Des individus d’un genre carnavalesque se mélangent aux soldats et hommes d’église pour mourir dans un enfer de musiciens. Au premier plan, des instruments à grande échelle utilisés par les démons deviennent des instruments de torture. Ainsi, la vie rime avec la mélodie de la mort.
L’imagination de l’artiste fait ressortir la laideur humaine dans le bien et le mal, confondus par des juxtapositions d’icônes sacrées et païennes. La folie ou la bêtise a un sens moral et non médical dans ses compositions. Jheronimus Van Aken de son vrai nom, exprime un sentiment de piété personnelle. Sa peinture rejette autant le peuple laïc que les membres du clergé malgré l’affiliation du maître à la confrérie Notre-Dame.
Dans une perspective bien chrétienne, le triptyque fantastique serait la représentation du Paradis des adamites. Le volet gauche est sans doute associé à une scène de mariage dans un geste de la bénédiction de Dieu et de la représentation de la création d’Eve.

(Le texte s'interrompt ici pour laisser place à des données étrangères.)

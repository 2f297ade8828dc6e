//! Stand-ins for the window/keyboard and the trigger port, for headless runs
//! and tests.

use crate::config::KeyBindings;
use crate::error::{DeviceError, TriggerError};
use crate::io::{Response, ResponseSource, TriggerSink};
use bart_core::{Key, PhaseDescriptor};
use bart_timing::Timer;
use log::debug;
use rand::{Rng, SeedableRng};
use rand_chacha::ChaCha8Rng;
use std::collections::VecDeque;
use std::time::Duration;

/// Delay before a scripted source answers a continue screen.
const CONTINUE_DELAY: Duration = Duration::from_millis(500);

/// One scripted answer to a balloon window.
#[derive(Debug, Clone, PartialEq)]
pub enum Action {
    Press { key: Key, after: Duration },
    /// Let the window run out.
    Wait,
    /// The device breaks when this action is reached.
    Fail(String),
}

impl Action {
    pub fn press(key: &str, after_ms: u64) -> Self {
        Self::Press {
            key: Key::from(key),
            after: Duration::from_millis(after_ms),
        }
    }
}

/// Replays a fixed list of actions against timed response windows.
///
/// Continue screens are answered automatically with the first valid key and do
/// not consume actions. An exhausted script behaves like `Action::Wait`.
pub struct ScriptedResponses<T: Timer> {
    timer: T,
    script: VecDeque<Action>,
    current: Option<PhaseDescriptor>,
    onset_ns: u64,
    presented: Vec<PhaseDescriptor>,
}

impl<T: Timer> ScriptedResponses<T> {
    pub fn new(timer: T, script: impl IntoIterator<Item = Action>) -> Self {
        Self {
            timer,
            script: script.into_iter().collect(),
            current: None,
            onset_ns: 0,
            presented: Vec::new(),
        }
    }

    /// Every phase shown so far, in order.
    pub fn presented(&self) -> &[PhaseDescriptor] {
        &self.presented
    }

    pub fn remaining(&self) -> usize {
        self.script.len()
    }

    fn wait_out(&mut self, timeout: Option<Duration>) -> Result<Response, DeviceError> {
        match timeout {
            Some(t) => {
                self.timer.sleep(t);
                Ok(Response::TimedOut)
            }
            None => Err(DeviceError::new("script exhausted on an unbounded window")),
        }
    }
}

impl<T: Timer> ResponseSource for ScriptedResponses<T> {
    fn present(&mut self, phase: &PhaseDescriptor) -> u64 {
        self.onset_ns = self.timer.now();
        self.current = Some(phase.clone());
        self.presented.push(phase.clone());
        self.onset_ns
    }

    fn hold(&mut self, duration: Duration) -> u64 {
        self.timer.sleep(duration);
        self.timer.now()
    }

    fn await_response(
        &mut self,
        valid_keys: &[Key],
        timeout: Option<Duration>,
    ) -> Result<Response, DeviceError> {
        let on_continue_screen = self
            .current
            .as_ref()
            .is_some_and(PhaseDescriptor::waits_for_continue);
        if on_continue_screen {
            let key = valid_keys
                .first()
                .cloned()
                .ok_or_else(|| DeviceError::new("continue screen without keys"))?;
            self.timer.sleep(CONTINUE_DELAY);
            return Ok(Response::Pressed {
                key,
                rt_ns: self.timer.elapsed(self.onset_ns).as_nanos() as u64,
            });
        }

        match self.script.pop_front() {
            Some(Action::Press { key, after }) => match timeout {
                Some(t) if after >= t => {
                    self.timer.sleep(t);
                    Ok(Response::TimedOut)
                }
                _ => {
                    self.timer.sleep(after);
                    Ok(Response::Pressed {
                        key,
                        rt_ns: self.timer.elapsed(self.onset_ns).as_nanos() as u64,
                    })
                }
            },
            Some(Action::Fail(message)) => Err(DeviceError::new(message)),
            Some(Action::Wait) | None => self.wait_out(timeout),
        }
    }

    fn now(&self) -> u64 {
        self.timer.now()
    }
}

/// Seeded synthetic participant: picks a pump target per balloon, pumps until
/// it is reached and cashes out, occasionally letting a window lapse.
pub struct SimulatedParticipant<T: Timer> {
    timer: T,
    rng: ChaCha8Rng,
    keys: KeyBindings,
    max_target: u32,
    miss_rate: f64,
    target: u32,
    pumps: u32,
    current: Option<PhaseDescriptor>,
    onset_ns: u64,
}

impl<T: Timer> SimulatedParticipant<T> {
    pub fn new(timer: T, keys: KeyBindings, seed: u64) -> Self {
        Self {
            timer,
            rng: ChaCha8Rng::seed_from_u64(seed),
            keys,
            max_target: 12,
            miss_rate: 0.0,
            target: 0,
            pumps: 0,
            current: None,
            onset_ns: 0,
        }
    }

    /// Probability of missing any single balloon window; clamped to `0..=1`,
    /// with `NaN` read as never missing.
    pub fn with_miss_rate(mut self, miss_rate: f64) -> Self {
        self.miss_rate = if miss_rate.is_nan() {
            0.0
        } else {
            miss_rate.clamp(0.0, 1.0)
        };
        self
    }

    /// Upper bound of the per-balloon pump target.
    pub fn with_max_target(mut self, max_target: u32) -> Self {
        self.max_target = max_target.max(1);
        self
    }

    fn press(&mut self, key: Key, rt: Duration, timeout: Option<Duration>) -> Response {
        if let Some(t) = timeout {
            if rt >= t {
                self.timer.sleep(t);
                return Response::TimedOut;
            }
        }
        self.timer.sleep(rt);
        Response::Pressed {
            key,
            rt_ns: self.timer.elapsed(self.onset_ns).as_nanos() as u64,
        }
    }
}

impl<T: Timer> ResponseSource for SimulatedParticipant<T> {
    fn present(&mut self, phase: &PhaseDescriptor) -> u64 {
        if *phase == PhaseDescriptor::Fixation {
            self.target = self.rng.random_range(1..=self.max_target);
            self.pumps = 0;
            debug!("simulated participant aims for {} pumps", self.target);
        }
        self.onset_ns = self.timer.now();
        self.current = Some(phase.clone());
        self.onset_ns
    }

    fn hold(&mut self, duration: Duration) -> u64 {
        self.timer.sleep(duration);
        self.timer.now()
    }

    fn await_response(
        &mut self,
        valid_keys: &[Key],
        timeout: Option<Duration>,
    ) -> Result<Response, DeviceError> {
        let on_balloon = self.current.as_ref().is_some_and(PhaseDescriptor::is_balloon);
        if !on_balloon {
            let key = self
                .keys
                .continue_keys
                .iter()
                .find(|k| valid_keys.contains(k))
                .or_else(|| valid_keys.first())
                .cloned()
                .ok_or_else(|| DeviceError::new("no key to answer with"))?;
            let rt = Duration::from_millis(self.rng.random_range(400..1200));
            return Ok(self.press(key, rt, timeout));
        }

        if let Some(window) = timeout {
            if self.rng.random_bool(self.miss_rate) {
                self.timer.sleep(window);
                return Ok(Response::TimedOut);
            }
        }

        let rt = Duration::from_millis(self.rng.random_range(150..900));
        let pumping = self.pumps < self.target;
        let key = if pumping {
            self.keys.pump.clone()
        } else {
            self.keys.cash.clone()
        };
        let response = self.press(key, rt, timeout);
        if pumping && matches!(response, Response::Pressed { .. }) {
            self.pumps += 1;
        }
        Ok(response)
    }

    fn now(&self) -> u64 {
        self.timer.now()
    }
}

/// Keeps every delivered marker; optionally refuses all of them.
#[derive(Debug, Clone, Default)]
pub struct RecordingTriggers {
    pub sent: Vec<u8>,
    failing: bool,
}

impl RecordingTriggers {
    pub fn new() -> Self {
        Self::default()
    }

    /// A sink whose port is permanently unavailable.
    pub fn failing() -> Self {
        Self {
            sent: Vec::new(),
            failing: true,
        }
    }
}

impl TriggerSink for RecordingTriggers {
    fn send(&mut self, code: u8) -> Result<(), TriggerError> {
        if self.failing {
            return Err(TriggerError {
                code,
                reason: "port unavailable".into(),
            });
        }
        self.sent.push(code);
        Ok(())
    }
}

/// Writes markers to the log instead of hardware.
#[derive(Debug, Clone, Copy, Default)]
pub struct LogTriggers;

impl TriggerSink for LogTriggers {
    fn send(&mut self, code: u8) -> Result<(), TriggerError> {
        debug!(target: "bart::trigger", "{code}");
        Ok(())
    }
}

#[cfg(test)]
mod tests {
    use super::*;
    use bart_timing::ManualTimer;

    fn balloon() -> PhaseDescriptor {
        PhaseDescriptor::Balloon {
            condition: "blue".into(),
            scale: 0.2,
            size: (0.8, 1.0),
            bank: 1.0,
        }
    }

    #[test]
    fn scripted_press_inside_window() {
        let timer = ManualTimer::new();
        let mut source = ScriptedResponses::new(timer.clone(), [Action::press("f", 300)]);
        timer.advance(Duration::from_millis(100));
        let onset = source.present(&PhaseDescriptor::Fixation);
        let response = source
            .await_response(&[Key::from("f")], Some(Duration::from_secs(1)))
            .unwrap();
        assert_eq!(
            response,
            Response::Pressed {
                key: Key::from("f"),
                rt_ns: 300_000_000
            }
        );
        assert_eq!(source.now(), onset + 300_000_000);
    }

    #[test]
    fn scripted_late_press_times_out_after_window() {
        let timer = ManualTimer::new();
        let mut source = ScriptedResponses::new(timer.clone(), [Action::press("f", 3000)]);
        source.present(&PhaseDescriptor::Fixation);
        let response = source
            .await_response(&[Key::from("f")], Some(Duration::from_secs(2)))
            .unwrap();
        assert_eq!(response, Response::TimedOut);
        assert_eq!(timer.now(), 2_000_000_000);
        assert_eq!(source.remaining(), 0);
    }

    #[test]
    fn exhausted_script_on_unbounded_window_is_a_device_error() {
        let mut source = ScriptedResponses::new(ManualTimer::new(), []);
        source.present(&PhaseDescriptor::Fixation);
        assert!(source.await_response(&[Key::from("f")], None).is_err());
    }

    #[test]
    fn continue_screens_do_not_consume_the_script() {
        let mut source = ScriptedResponses::new(ManualTimer::new(), [Action::Wait]);
        source.present(&PhaseDescriptor::Instructions);
        let response = source.await_response(&[Key::from("space")], None).unwrap();
        assert!(matches!(response, Response::Pressed { key, .. } if key == Key::from("space")));
        assert_eq!(source.remaining(), 1);
        assert_eq!(source.presented(), &[PhaseDescriptor::Instructions]);
    }

    #[test]
    fn simulated_participant_is_reproducible() {
        let run = || {
            let mut p = SimulatedParticipant::new(ManualTimer::new(), KeyBindings::default(), 5)
                .with_max_target(4);
            let keys = [Key::from("space"), Key::from("return")];
            p.present(&PhaseDescriptor::Fixation);
            let balloon = PhaseDescriptor::Balloon {
                condition: "blue".into(),
                scale: 0.2,
                size: (0.8, 1.0),
                bank: 1.0,
            };
            (0..6)
                .map(|_| {
                    p.present(&balloon);
                    p.await_response(&keys, Some(Duration::from_secs(2))).unwrap()
                })
                .collect::<Vec<_>>()
        };
        let first = run();
        assert_eq!(first, run());
        let cash_at = first
            .iter()
            .position(|r| matches!(r, Response::Pressed { key, .. } if key.as_str() == "return"))
            .unwrap();
        assert!((1..=4).contains(&cash_at));
    }

    #[test]
    fn full_miss_rate_never_answers_a_balloon() {
        let mut p = SimulatedParticipant::new(ManualTimer::new(), KeyBindings::default(), 1)
            .with_miss_rate(1.0);
        p.present(&PhaseDescriptor::Balloon {
            condition: "blue".into(),
            scale: 0.2,
            size: (0.8, 1.0),
            bank: 1.0,
        });
        let r = p
            .await_response(&[Key::from("space")], Some(Duration::from_millis(2000)))
            .unwrap();
        assert_eq!(r, Response::TimedOut);
        assert_eq!(p.now(), 2_000_000_000);
    }

    #[test]
    fn nan_miss_rate_means_never_missing() {
        let mut p = SimulatedParticipant::new(ManualTimer::new(), KeyBindings::default(), 1)
            .with_miss_rate(f64::NAN);
        p.present(&PhaseDescriptor::Fixation);
        p.present(&balloon());
        let r = p
            .await_response(&[Key::from("space")], Some(Duration::from_millis(2000)))
            .unwrap();
        assert!(matches!(r, Response::Pressed { .. }));
    }

    #[test]
    fn lapsed_pump_is_not_counted() {
        let mut p = SimulatedParticipant::new(ManualTimer::new(), KeyBindings::default(), 4)
            .with_max_target(1);
        let keys = [Key::from("space"), Key::from("return")];
        p.present(&PhaseDescriptor::Fixation);

        // Every reaction time exceeds a 100 ms window, so the pump never lands.
        for _ in 0..3 {
            p.present(&balloon());
            let r = p.await_response(&keys, Some(Duration::from_millis(100))).unwrap();
            assert_eq!(r, Response::TimedOut);
        }

        p.present(&balloon());
        let r = p.await_response(&keys, Some(Duration::from_secs(2))).unwrap();
        assert!(matches!(r, Response::Pressed { key, .. } if key.as_str() == "space"));
        p.present(&balloon());
        let r = p.await_response(&keys, Some(Duration::from_secs(2))).unwrap();
        assert!(matches!(r, Response::Pressed { key, .. } if key.as_str() == "return"));
    }

    #[test]
    fn failing_sink_records_nothing() {
        let mut sink = RecordingTriggers::failing();
        assert!(sink.send(3).is_err());
        assert!(sink.sent.is_empty());
        let mut ok = RecordingTriggers::new();
        ok.send(3).unwrap();
        assert_eq!(ok.sent, vec![3]);
    }
}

L’extérieur monochrome, sujet de la création du monde, contraste formellement avec les couleurs variées des panneaux intérieurs. Dans ce paysage sans vie, où l’eau submerge la quasi-totalité de la terre, la scène illustre l’après déluge. Le fidèle peut lire cette peinture comme une prévention historique.
Une fontaine de jouvence se déploie au centre du jardin enchanté. Des rondes de cavaliers chevauchant toutes sortes d’animaux se déploient comme des danses amoureuses, occupations fréquentes de la noblesse du temps.
La faune ,inspirée en partie par le savoir naturaliste de l’époque, témoigne d’une vie pacifiée par l’enrichissement d’animaux sereins sur deux des battants. D’autres luttent cependant et révèlent la sauvagerie des hommes, essentiellement dans le panneau des peines de l’enfer.
Parmi les personnages, on y voit des hommes et des femmes noirs utilisés comme une allégorie. En effet, la couleur noire représente le premier stade de la matière pour les alchimistes.
Des amoureux sont enfermés dans une sphère de cristal, symbole de la fragilité de l’univers. L’humanité ne pouvant être protégée du temps dans ce jardin du mal est vouée à son anéantissement. Cette image relève d’un vieux proverbe flamant qui dit : « Le bonheur est comme le verre, vite brisé ».
Les allégories sexuelles sont elles aussi omniprésentes dans ce retable. Les personnages et bêtes hybrides s’abandonnent à des plaisirs charnels. Les baies rouges, fruits des bois et fraises, gourmande moisson, sont le rappel d’un licencieux libertinage.
Bosch fait apparaître sur ses toiles des mandragores, le LSD de l’époque, qui peut ainsi expliquer sa troublante inspiration, mais il se peut que ce soit Le Datura, une plante aux propriétés hallucinogènes utilisées par lesdites sorcières, que notre roi de l’onirisme consommait. Malgré tout, son secret est emporté avec lui.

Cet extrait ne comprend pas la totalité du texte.